# Patterson's Bike Shop, Brookville Ohio



## mikedill (Dec 17, 2014)

Was back in the old hometown over the weekend,and drove past the building where Patterson's Bike shop was. It's an empty storefront now, but Patterson's was the Schwinn dealer in town for ever. Old man Patterson was a bit grumpy, but a great guy. Once I thought I needed a new brake for my dad's old gold 5 speed Schwinn I had possession of, and was ready to plop down the 15 bucks, he told me to bring the bike down before I bought the whole brake set, took a look, and replaced the cable for 3 bucks and sent me on my way. I was about 12 at the time I think.
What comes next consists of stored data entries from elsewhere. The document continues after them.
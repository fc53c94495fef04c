// Copyright 2025 Umberto Gotti <umberto.gotti@umbertogotti.dev>
// Licensed under the Apache License, Version 2.0
// http://www.apache.org/licenses/LICENSE-2.0

//! Background tasks with cooperative cancellation.

use crate::{CancellationToken, Subscription};
use core::future::Future;

/// Handle to a task spawned on the tokio runtime.
///
/// The spawned future receives a [`CancellationToken`] it is expected to watch.
/// Dropping the handle cancels the token unless the task was
/// [`detach`](FlowTask::detach)ed.
///
/// ```rust
/// use flowmap_core::FlowTask;
///
/// # #[tokio::main]
/// # async fn main() {
/// let task = FlowTask::spawn(|cancel| async move {
///     cancel.cancelled().await;
/// });
///
/// assert!(!task.is_cancelled());
/// drop(task);
/// # }
/// ```
#[derive(Debug)]
pub struct FlowTask {
    cancel: CancellationToken,
    cancel_on_drop: bool,
}

impl FlowTask {
    /// Spawns `f` with a fresh token.
    ///
    /// # Panics
    ///
    /// Panics when called outside of a tokio runtime.
    pub fn spawn<F, Fut>(f: F) -> Self
    where
        F: FnOnce(CancellationToken) -> Fut,
        Fut: Future<Output = ()> + Send + 'static,
    {
        Self::spawn_with_token(CancellationToken::new(), f)
    }

    /// Spawns `f` watching an existing token.
    ///
    /// Used when the token has to be published (for example handed to an
    /// observer as its subscription) before the task starts running.
    ///
    /// # Panics
    ///
    /// Panics when called outside of a tokio runtime.
    pub fn spawn_with_token<F, Fut>(token: CancellationToken, f: F) -> Self
    where
        F: FnOnce(CancellationToken) -> Fut,
        Fut: Future<Output = ()> + Send + 'static,
    {
        tokio::spawn(f(token.clone()));

        Self {
            cancel: token,
            cancel_on_drop: true,
        }
    }

    /// Lets the task outlive this handle; returns the token that still stops it.
    #[must_use]
    pub fn detach(mut self) -> CancellationToken {
        self.cancel_on_drop = false;
        self.cancel.clone()
    }

    /// Signals the task to stop at its next cancellation checkpoint.
    pub fn cancel(&self) {
        self.cancel.cancel();
    }

    /// Returns `true` once cancellation has been requested.
    #[must_use]
    pub fn is_cancelled(&self) -> bool {
        self.cancel.is_cancelled()
    }
}

impl Drop for FlowTask {
    fn drop(&mut self) {
        if self.cancel_on_drop {
            self.cancel.cancel();
        }
    }
}
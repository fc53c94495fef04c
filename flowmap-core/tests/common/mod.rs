// Copyright 2025 Umberto Gotti <umberto.gotti@umbertogotti.dev>
// Licensed under the Apache License, Version 2.0
// http://www.apache.org/licenses/LICENSE-2.0

#![allow(dead_code)]

use flowmap_core::{FlowError, Observer, SubscriptionRef};
use parking_lot::Mutex;
use std::sync::Arc;

/// One recorded signal.
#[derive(Debug, Clone, PartialEq)]
pub enum Event<T> {
    Next(T),
    Error(String),
    Complete,
}

/// Observer that records every signal it receives.
pub struct Recorder<T> {
    events: Mutex<Vec<Event<T>>>,
    subscriptions: Mutex<Vec<SubscriptionRef>>,
}

impl<T: Clone + Send> Recorder<T> {
    pub fn new() -> Arc<Self> {
        Arc::new(Self {
            events: Mutex::new(Vec::new()),
            subscriptions: Mutex::new(Vec::new()),
        })
    }

    pub fn events(&self) -> Vec<Event<T>> {
        self.events.lock().clone()
    }

    pub fn values(&self) -> Vec<T> {
        self.events
            .lock()
            .iter()
            .filter_map(|event| match event {
                Event::Next(value) => Some(value.clone()),
                _ => None,
            })
            .collect()
    }

    pub fn subscription_count(&self) -> usize {
        self.subscriptions.lock().len()
    }

    pub fn cancel(&self) {
        if let Some(subscription) = self.subscriptions.lock().first().cloned() {
            subscription.cancel();
        }
    }
}

impl<T: Clone + Send> Observer<T> for Recorder<T> {
    fn on_subscribe(&self, subscription: SubscriptionRef) {
        self.subscriptions.lock().push(subscription);
    }

    fn on_next(&self, value: T) {
        self.events.lock().push(Event::Next(value));
    }

    fn on_error(&self, error: FlowError) {
        self.events.lock().push(Event::Error(error.to_string()));
    }

    fn on_complete(&self) {
        self.events.lock().push(Event::Complete);
    }
}
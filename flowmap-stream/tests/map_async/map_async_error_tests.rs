// Copyright 2025 Umberto Gotti <umberto.gotti@umbertogotti.dev>
// Licensed under the Apache License, Version 2.0
// http://www.apache.org/licenses/LICENSE-2.0

use super::support::evens_only;
use flowmap_core::{
    just, range, throw, BoxObservable, FlowError, Observable, ObservableExt, PublishSubject,
};
use flowmap_stream::{MapAsyncConfig, MapAsyncExt};
use flowmap_test_utils::{
    ManualSource, ScriptedSource, Step, TestError, TestObserver, UndeliverableRecorder,
};

fn recording_config(recorder: &UndeliverableRecorder) -> MapAsyncConfig {
    MapAsyncConfig::new().with_undeliverable_handler(recorder.handler())
}

#[tokio::test]
async fn test_map_async_outer_error() -> anyhow::Result<()> {
    // Arrange
    let observer = TestObserver::<i32>::new();

    // Act
    throw::<i32>(TestError::flow("outer"))
        .map_async(evens_only)
        .subscribe(observer.clone());

    // Assert
    observer.assert_failure(&[]);
    observer.assert_error_message("outer");

    Ok(())
}

#[tokio::test]
async fn test_map_async_outer_error_cancels_sub_streams() -> anyhow::Result<()> {
    // Arrange
    let outer = PublishSubject::<i32>::new();
    let inner = PublishSubject::<i32>::new();
    let observer = TestObserver::<i32>::new();
    let mapped_inner = inner.clone();
    outer
        .clone()
        .map_async(move |_: &i32| Ok(mapped_inner.clone()))
        .subscribe(observer.clone());

    assert!(!inner.has_observers());
    outer.next(1)?;
    assert!(inner.has_observers());

    // Act
    outer.error(TestError::flow("outer"))?;

    // Assert
    assert!(!inner.has_observers());
    observer.assert_failure(&[]);

    Ok(())
}

#[tokio::test]
async fn test_map_async_sub_stream_error_truncates_output() -> anyhow::Result<()> {
    // Arrange
    let observer = TestObserver::<i32>::new();

    // Act
    range(1, 10)
        .map_async(|v: &i32| {
            Ok(if v % 2 == 0 {
                throw::<i32>(TestError::flow("inner")).boxed()
            } else {
                just(*v).boxed()
            })
        })
        .subscribe(observer.clone());

    // Assert
    observer.assert_failure(&[1]);
    observer.assert_error_message("inner");

    Ok(())
}

#[tokio::test]
async fn test_map_async_sub_stream_error_cancels_outer() -> anyhow::Result<()> {
    // Arrange
    let outer = PublishSubject::<i32>::new();
    let inner = PublishSubject::<i32>::new();
    let observer = TestObserver::<i32>::new();
    let mapped_inner = inner.clone();
    outer
        .clone()
        .map_async(move |_: &i32| Ok(mapped_inner.clone()))
        .subscribe(observer.clone());

    outer.next(1)?;
    assert!(inner.has_observers());

    // Act
    inner.error(TestError::flow("inner"))?;

    // Assert
    assert!(!outer.has_observers());
    observer.assert_failure(&[]);

    Ok(())
}

#[tokio::test]
async fn test_map_async_mapper_failure() -> anyhow::Result<()> {
    // Arrange
    let observer = TestObserver::<i32>::new();

    // Act
    range(1, 10)
        .map_async(|_: &i32| -> flowmap_core::Result<BoxObservable<i32>> {
            Err(TestError::flow("mapper"))
        })
        .subscribe(observer.clone());

    // Assert
    observer.assert_failure(&[]);
    observer.assert_error_message("mapper");

    Ok(())
}

#[tokio::test]
async fn test_map_async_combiner_failure() -> anyhow::Result<()> {
    // Arrange
    let observer = TestObserver::<i32>::new();

    // Act
    range(1, 10)
        .map_async_with(
            |_: &i32| Ok(just(1)),
            |_, _| -> flowmap_core::Result<i32> { Err(TestError::flow("combiner")) },
        )
        .subscribe(observer.clone());

    // Assert
    observer.assert_failure(&[]);
    observer.assert_error_message("combiner");

    Ok(())
}

#[tokio::test]
async fn test_map_async_sub_stream_ignoring_cancel() -> anyhow::Result<()> {
    // Arrange
    let recorder = UndeliverableRecorder::new();
    let observer = TestObserver::<i32>::new();
    let rogue = ScriptedSource::new(vec![
        Step::Next(2),
        Step::Next(3),
        Step::Error(TestError::flow("late")),
        Step::Complete,
    ]);

    // Act
    just(1)
        .map_async_config(
            move |_: &i32| Ok(rogue.clone()),
            |_, u: i32| Ok(u),
            recording_config(&recorder),
        )
        .subscribe(observer.clone());

    // Assert
    observer.assert_result(&[2]);
    assert_eq!(recorder.len(), 1);
    recorder.assert_test_error(0, "late");

    Ok(())
}

#[tokio::test]
async fn test_map_async_outer_error_after_mapper_failure() -> anyhow::Result<()> {
    // Arrange
    let recorder = UndeliverableRecorder::new();
    let observer = TestObserver::<i32>::new();
    let outer = ScriptedSource::new(vec![Step::Next(1), Step::Error(TestError::flow("outer"))]);

    // Act
    outer
        .map_async_config(
            |_: &i32| -> flowmap_core::Result<BoxObservable<i32>> {
                Err(TestError::flow("inner"))
            },
            |_, u: i32| Ok(u),
            recording_config(&recorder),
        )
        .subscribe(observer.clone());

    // Assert
    observer.assert_failure(&[]);
    observer.assert_error_message("inner");
    assert_eq!(recorder.len(), 1);
    recorder.assert_test_error(0, "outer");

    Ok(())
}

#[tokio::test]
async fn test_map_async_sub_stream_error_after_outer_error() -> anyhow::Result<()> {
    // Arrange
    let recorder = UndeliverableRecorder::new();
    let observer = TestObserver::<i32>::new();
    let outer = ManualSource::<i32>::new();
    let inner = ManualSource::<i32>::new();
    let mapped_inner = inner.clone();
    outer
        .clone()
        .map_async_config(
            move |_: &i32| Ok(mapped_inner.clone()),
            |_, u: i32| Ok(u),
            recording_config(&recorder).with_max_concurrency(10)?,
        )
        .subscribe(observer.clone());

    // Act
    outer.next(1);
    outer.error(TestError::flow("outer"));
    inner.error(TestError::flow("inner"));

    // Assert
    observer.assert_failure(&[]);
    observer.assert_error_message("outer");
    assert_eq!(recorder.len(), 1);
    recorder.assert_test_error(0, "inner");

    Ok(())
}

#[tokio::test]
async fn test_map_async_error_after_completion_is_undeliverable() -> anyhow::Result<()> {
    // Arrange
    let recorder = UndeliverableRecorder::new();
    let observer = TestObserver::<i32>::new();
    let outer = ScriptedSource::new(vec![
        Step::Next(2),
        Step::Complete,
        Step::Next(4),
        Step::Complete,
        Step::Error(TestError::flow("late")),
    ]);

    // Act
    outer
        .map_async_config(evens_only, |_, u: i32| Ok(u), recording_config(&recorder))
        .subscribe(observer.clone());

    // Assert
    observer.assert_result(&[2]);
    assert_eq!(recorder.len(), 1);
    recorder.assert_test_error(0, "late");

    Ok(())
}

#[tokio::test]
async fn test_map_async_drops_values_after_error() -> anyhow::Result<()> {
    // Arrange
    let recorder = UndeliverableRecorder::new();
    let observer = TestObserver::<i32>::new();
    let outer = ScriptedSource::new(vec![
        Step::Error(TestError::flow("first")),
        Step::Next(2),
        Step::Complete,
    ]);

    // Act
    outer
        .map_async_config(evens_only, |_, u: i32| Ok(u), recording_config(&recorder))
        .subscribe(observer.clone());

    // Assert
    observer.assert_failure(&[]);
    observer.assert_error_message("first");
    assert!(recorder.is_empty());

    Ok(())
}

#[tokio::test]
async fn test_map_async_error_discards_buffered_results() -> anyhow::Result<()> {
    // Arrange
    let outer = PublishSubject::<i32>::new();
    let (inners, mapper) = super::support::manual_mapper();
    let observer = TestObserver::<i32>::new();
    outer.clone().map_async(mapper).subscribe(observer.clone());

    outer.next(1)?;
    outer.next(2)?;
    inners.get(1).next(20);

    // Act
    inners.get(0).error(TestError::flow("inner"));

    // Assert
    observer.assert_failure(&[]);
    observer.assert_error_message("inner");

    Ok(())
}

#[tokio::test]
async fn test_map_async_emits_ready_result_before_failing_promotion() -> anyhow::Result<()> {
    // Arrange
    let outer = PublishSubject::<i32>::new();
    let first = ManualSource::<i32>::new();
    let observer = TestObserver::<i32>::new();
    let mapped_first = first.clone();
    outer
        .clone()
        .map_async_config(
            move |v: &i32| -> flowmap_core::Result<ManualSource<i32>> {
                if *v == 1 {
                    Ok(mapped_first.clone())
                } else {
                    Err(TestError::flow("mapper"))
                }
            },
            |_, u: i32| Ok(u),
            MapAsyncConfig::new().with_max_concurrency(1)?,
        )
        .subscribe(observer.clone());

    outer.next(1)?;
    outer.next(2)?;

    // Act - finishing the first slot promotes 2, whose mapper fails
    first.next(10);

    // Assert
    observer.assert_failure(&[10]);
    observer.assert_error_message("mapper");
    assert!(!outer.has_observers());

    Ok(())
}

#[tokio::test]
async fn test_map_async_emits_ready_value_before_failing_sub_stream() -> anyhow::Result<()> {
    // Arrange
    let outer = ManualSource::<i32>::new();
    let first = ManualSource::<i32>::new();
    let observer = TestObserver::<i32>::new();
    let mapped_first = first.clone();
    outer
        .clone()
        .map_async_config(
            move |v: &i32| {
                Ok(if *v == 1 {
                    mapped_first.clone().boxed()
                } else {
                    throw::<i32>(TestError::flow("second")).boxed()
                })
            },
            |t: i32, u: i32| Ok(t * 100 + u),
            MapAsyncConfig::new().with_max_concurrency(1)?,
        )
        .subscribe(observer.clone());

    outer.next(1);
    outer.next(2);

    // Act
    first.next(5);

    // Assert
    observer.assert_failure(&[105]);
    observer.assert_error_message("second");
    assert!(outer.is_cancelled());

    Ok(())
}

#[tokio::test]
async fn test_map_async_rejects_zero_concurrency() -> anyhow::Result<()> {
    // Act
    let result = MapAsyncConfig::new().with_max_concurrency(0);

    // Assert
    assert!(matches!(result, Err(FlowError::InvalidConfig { .. })));

    Ok(())
}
I don't remember when he closed down, I was in high school, so mid 90s or so. So anyway, someone has decorated the old empty windows with a couple of bikes, a Radiobike and a Shelby that I'm unfamiliar with. Snapped a couple of pics, if anyone knows about Shelby's I'd like to know what bike it is.


----------



## randallace (Dec 17, 2014)

Love the radiobike - that's a grail bike for me ......


----------



## bicycle larry (Dec 17, 2014)

love the shelby thats the bike for me!!! from bicycle larry


----------



## sprocket man (Dec 20, 2014)

Brookville had its Christmas tree lighting at the historic "Spliter" house on Market street. When the
tree was lit--so was the street decorations plus the old Patterson bicycle shop at the same time.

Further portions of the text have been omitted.